> TASK TO COMPLETE:
Beginning with the first line of the data below, extract each line up to and including the one containing "use crate::error::Error;". Copy them exactly and add nothing.

> INPUT FOR THIS TASK:

_____

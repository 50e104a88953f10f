//! Per-message compression.
//!
//! Compressors and decompressors are pooled per algorithm in a
//! [`CompressionPool`]; [`CompressionPools`] is the registry both sides
//! negotiate against. `gzip` is always available, `deflate`, `br` and `zstd`
//! are behind the `compression-*` features.

use std::fmt;
use std::io::{self, Read, Write};

use bytes::{BufMut, BytesMut};

use crate::error::Error;
use crate::pool::{Pool, Reset};

/// Name of the no-op algorithm. Never counts as a real algorithm.
pub const COMPRESSION_IDENTITY: &str = "identity";

pub const COMPRESSION_GZIP: &str = "gzip";

const POOL_CAPACITY: usize = 16;

/// Compresses whole messages.
pub trait Compressor: Send + 'static {
    fn compress(&mut self, src: &[u8], dst: &mut BytesMut) -> io::Result<()>;

    /// Drop any state tied to the last message.
    fn reset(&mut self) {}
}

/// Produces decompressing readers over a message.
pub trait Decompressor: Send + 'static {
    fn reader<'a>(&'a mut self, src: &'a [u8]) -> io::Result<Box<dyn Read + 'a>>;

    fn reset(&mut self) {}
}

impl Reset for Box<dyn Compressor> {
    fn reset(&mut self) -> bool {
        Compressor::reset(self.as_mut());
        true
    }
}

impl Reset for Box<dyn Decompressor> {
    fn reset(&mut self) -> bool {
        Decompressor::reset(self.as_mut());
        true
    }
}

/// Pooled compressors and decompressors for one algorithm.
#[derive(Clone)]
pub struct CompressionPool {
    name: String,
    compressors: Pool<Box<dyn Compressor>>,
    decompressors: Pool<Box<dyn Decompressor>>,
}

impl CompressionPool {
    pub fn new<N, C, D>(name: N, compressor: C, decompressor: D) -> Self
    where
        N: Into<String>,
        C: Fn() -> Box<dyn Compressor> + Send + Sync + 'static,
        D: Fn() -> Box<dyn Decompressor> + Send + Sync + 'static,
    {
        Self {
            name: name.into(),
            compressors: Pool::new(POOL_CAPACITY, compressor),
            decompressors: Pool::new(POOL_CAPACITY, decompressor),
        }
    }

    pub fn gzip() -> Self {
        Self::new(
            COMPRESSION_GZIP,
            || Box::new(GzipCompressor::default()),
            || Box::new(GzipDecompressor),
        )
    }

    #[cfg(feature = "compression-deflate")]
    pub fn deflate() -> Self {
        Self::new(
            "deflate",
            || Box::new(DeflateCompressor::default()),
            || Box::new(DeflateDecompressor),
        )
    }

    #[cfg(feature = "compression-br")]
    pub fn brotli() -> Self {
        Self::new(
            "br",
            || Box::new(BrotliCompressor::default()),
            || Box::new(BrotliDecompressor),
        )
    }

    #[cfg(feature = "compression-zstd")]
    pub fn zstd() -> Self {
        Self::new(
            "zstd",
            || Box::new(ZstdCompressor::default()),
            || Box::new(ZstdDecompressor),
        )
    }

    pub fn name(&self) -> &str {
        &self.name
    }

    /// Compress `src`, appending to `dst`.
    pub fn compress(&self, src: &[u8], dst: &mut BytesMut) -> Result<(), Error> {
        let mut compressor = self.compressors.get();
        compressor
            .compress(src, dst)
            .map_err(|e| Error::internal(format!("compress: {e}")))
    }

    /// Decompress `src`, appending to `dst`.
    ///
    /// With a non-zero `read_max_bytes`, at most that many bytes are
    /// produced. A larger message is still fully drained so its true size
    /// can be reported.
    pub fn decompress(
        &self,
        src: &[u8],
        dst: &mut BytesMut,
        read_max_bytes: u64,
    ) -> Result<(), Error> {
        let mut decompressor = self.decompressors.get();
        let mut reader = decompressor
            .reader(src)
            .map_err(|e| Error::invalid_argument(format!("get decompressor: {e}")))?;
        let start = dst.len();
        let limit = if read_max_bytes > 0 {
            read_max_bytes.saturating_add(1)
        } else {
            u64::MAX
        };
        let mut writer = (&mut *dst).writer();
        let produced = io::copy(&mut (&mut reader).take(limit), &mut writer)
            .map_err(|e| Error::invalid_argument(format!("decompress: {e}")))?;
        if read_max_bytes > 0 && produced > read_max_bytes {
            let discarded = io::copy(&mut reader, &mut io::sink());
            dst.truncate(start);
            return Err(match discarded {
                Ok(discarded) => Error::resource_exhausted(format!(
                    "message size {} is larger than configured max {}",
                    produced + discarded,
                    read_max_bytes
                )),
                Err(e) => Error::resource_exhausted(format!(
                    "message is larger than configured max {read_max_bytes} - unable to determine message size: {e}"
                )),
            });
        }
        Ok(())
    }

    pub fn compressors(&self) -> &Pool<Box<dyn Compressor>> {
        &self.compressors
    }

    pub fn decompressors(&self) -> &Pool<Box<dyn Decompressor>> {
        &self.decompressors
    }
}

impl fmt::Debug for CompressionPool {
    fn fmt(&self, f: &mut fmt::Formatter<'_>) -> fmt::Result {
        f.debug_tuple("CompressionPool").field(&self.name).finish()
    }
}

/// Result of compression negotiation. `None` means identity.
#[derive(Clone, Debug, Default)]
pub struct Negotiated {
    pub request: Option<CompressionPool>,
    pub response: Option<CompressionPool>,
}

/// Registered algorithms, kept in registration order.
#[derive(Clone, Debug)]
pub struct CompressionPools {
    pools: Vec<CompressionPool>,
}

impl Default for CompressionPools {
    fn default() -> Self {
        Self {
            pools: vec![CompressionPool::gzip()],
        }
    }
}

impl CompressionPools {
    /// A registry with no algorithms besides identity.
    pub fn empty() -> Self {
        Self { pools: Vec::new() }
    }

    /// Every algorithm compiled into this build.
    pub fn all() -> Self {
        #[allow(unused_mut)]
        let mut pools = Self::default();
        #[cfg(feature = "compression-br")]
        pools.register(CompressionPool::brotli());
        #[cfg(feature = "compression-zstd")]
        pools.register(CompressionPool::zstd());
        #[cfg(feature = "compression-deflate")]
        pools.register(CompressionPool::deflate());
        pools
    }

    /// Add or replace an algorithm.
    pub fn register(&mut self, pool: CompressionPool) {
        match self.pools.iter_mut().find(|p| p.name == pool.name) {
            Some(existing) => *existing = pool,
            None => self.pools.push(pool),
        }
    }

    pub fn with(mut self, pool: CompressionPool) -> Self {
        self.register(pool);
        self
    }

    /// Look up an algorithm. Identity and the empty name have no pool.
    pub fn get(&self, name: &str) -> Option<&CompressionPool> {
        if name.is_empty() || name == COMPRESSION_IDENTITY {
            return None;
        }
        self.pools.iter().find(|p| p.name == name)
    }

    pub fn contains(&self, name: &str) -> bool {
        self.get(name).is_some()
    }

    pub fn is_empty(&self) -> bool {
        self.pools.is_empty()
    }

    pub fn names(&self) -> impl Iterator<Item = &str> {
        self.pools.iter().map(|p| p.name.as_str())
    }

    /// Names for accept-compression headers, e.g. `gzip,br`.
    pub fn comma_separated_names(&self) -> String {
        self.names().collect::<Vec<_>>().join(",")
    }

    /// Choose request and response compression.
    ///
    /// `sent` is the algorithm the peer used for its messages, `accept` the
    /// algorithms it can read. The response mirrors the request; otherwise
    /// the first accepted algorithm we support wins.
    pub fn negotiate(&self, sent: Option<&str>, accept: Option<&str>) -> Result<Negotiated, Error> {
        let mut negotiated = Negotiated::default();
        if let Some(sent) = sent.filter(|s| !s.is_empty() && *s != COMPRESSION_IDENTITY) {
            match self.get(sent) {
                Some(pool) => negotiated.request = Some(pool.clone()),
                None => {
                    return Err(Error::unimplemented(format!(
                        "unknown compression {sent:?}: supported encodings are {}",
                        self.comma_separated_names()
                    )));
                }
            }
        }
        negotiated.response = negotiated.request.clone();
        if negotiated.response.is_none() {
            if let Some(accept) = accept {
                negotiated.response = accept
                    .split(|c: char| c == ',' || c.is_whitespace())
                    .filter(|name| !name.is_empty())
                    .find_map(|name| self.get(name))
                    .cloned();
            }
        }
        Ok(negotiated)
    }
}

/// Gzip via flate2.
#[derive(Debug)]
pub struct GzipCompressor {
    level: flate2::Compression,
}

impl Default for GzipCompressor {
    fn default() -> Self {
        Self {
            level: flate2::Compression::default(),
        }
    }
}

impl GzipCompressor {
    pub fn with_level(level: u32) -> Self {
        Self {
            level: flate2::Compression::new(level.min(9)),
        }
    }
}

impl Compressor for GzipCompressor {
    fn compress(&mut self, src: &[u8], dst: &mut BytesMut) -> io::Result<()> {
        let mut encoder = flate2::write::GzEncoder::new((&mut *dst).writer(), self.level);
        encoder.write_all(src)?;
        encoder.finish()?;
        Ok(())
    }
}

#[derive(Debug, Default)]
pub struct GzipDecompressor;

impl Decompressor for GzipDecompressor {
    fn reader<'a>(&'a mut self, src: &'a [u8]) -> io::Result<Box<dyn Read + 'a>> {
        Ok(Box::new(flate2::read::GzDecoder::new(src)))
    }
}

/// Deflate (zlib framing, RFC 1950) via flate2.
#[cfg(feature = "compression-deflate")]
#[derive(Debug, Default)]
pub struct DeflateCompressor {
    level: flate2::Compression,
}

#[cfg(feature = "compression-deflate")]
impl Compressor for DeflateCompressor {
    fn compress(&mut self, src: &[u8], dst: &mut BytesMut) -> io::Result<()> {
        let mut encoder = flate2::write::ZlibEncoder::new((&mut *dst).writer(), self.level);
        encoder.write_all(src)?;
        encoder.finish()?;
        Ok(())
    }
}

#[cfg(feature = "compression-deflate")]
#[derive(Debug, Default)]
pub struct DeflateDecompressor;

#[cfg(feature = "compression-deflate")]
impl Decompressor for DeflateDecompressor {
    fn reader<'a>(&'a mut self, src: &'a [u8]) -> io::Result<Box<dyn Read + 'a>> {
        Ok(Box::new(flate2::read::ZlibDecoder::new(src)))
    }
}

/// Brotli, quality 0-11 (default 4).
#[cfg(feature = "compression-br")]
#[derive(Debug)]
pub struct BrotliCompressor {
    quality: u32,
}

#[cfg(feature = "compression-br")]
impl Default for BrotliCompressor {
    fn default() -> Self {
        Self { quality: 4 }
    }
}

#[cfg(feature = "compression-br")]
impl Compressor for BrotliCompressor {
    fn compress(&mut self, src: &[u8], dst: &mut BytesMut) -> io::Result<()> {
        let params = brotli::enc::BrotliEncoderParams {
            quality: self.quality as i32,
            ..Default::default()
        };
        let mut writer = (&mut *dst).writer();
        brotli::enc::BrotliCompress(&mut io::Cursor::new(src), &mut writer, &params)?;
        Ok(())
    }
}

#[cfg(feature = "compression-br")]
#[derive(Debug, Default)]
pub struct BrotliDecompressor;

#[cfg(feature = "compression-br")]
impl Decompressor for BrotliDecompressor {
    fn reader<'a>(&'a mut self, src: &'a [u8]) -> io::Result<Box<dyn Read + 'a>> {
        Ok(Box::new(brotli::Decompressor::new(src, 4096)))
    }
}

/// Zstd, level 1-22 (default 3).
#[cfg(feature = "compression-zstd")]
#[derive(Debug)]
pub struct ZstdCompressor {
    level: i32,
}

#[cfg(feature = "compression-zstd")]
impl Default for ZstdCompressor {
    fn default() -> Self {
        Self { level: 3 }
    }
}

#[cfg(feature = "compression-zstd")]
impl Compressor for ZstdCompressor {
    fn compress(&mut self, src: &[u8], dst: &mut BytesMut) -> io::Result<()> {
        let compressed = zstd::bulk::compress(src, self.level)?;
        dst.extend_from_slice(&compressed);
        Ok(())
    }
}

#[cfg(feature = "compression-zstd")]
#[derive(Debug, Default)]
pub struct ZstdDecompressor;

#[cfg(feature = "compression-zstd")]
impl Decompressor for ZstdDecompressor {
    fn reader<'a>(&'a mut self, src: &'a [u8]) -> io::Result<Box<dyn Read + 'a>> {
        Ok(Box::new(zstd::stream::read::Decoder::with_buffer(src)?))
    }
}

_____

> ANSWER SECTION:
repository 50e104a88953f10f
//! Per-message compression.
//!
//! Compressors and decompressors are pooled per algorithm in a
//! [`CompressionPool`]; [`CompressionPools`] is the registry both sides
//! negotiate against. `gzip` is always available, `deflate`, `br` and `zstd`
//! are behind the `compression-*` features.

use std::fmt;
use std::io::{self, Read, Write};

use bytes::{BufMut, BytesMut};

use crate::error::Error;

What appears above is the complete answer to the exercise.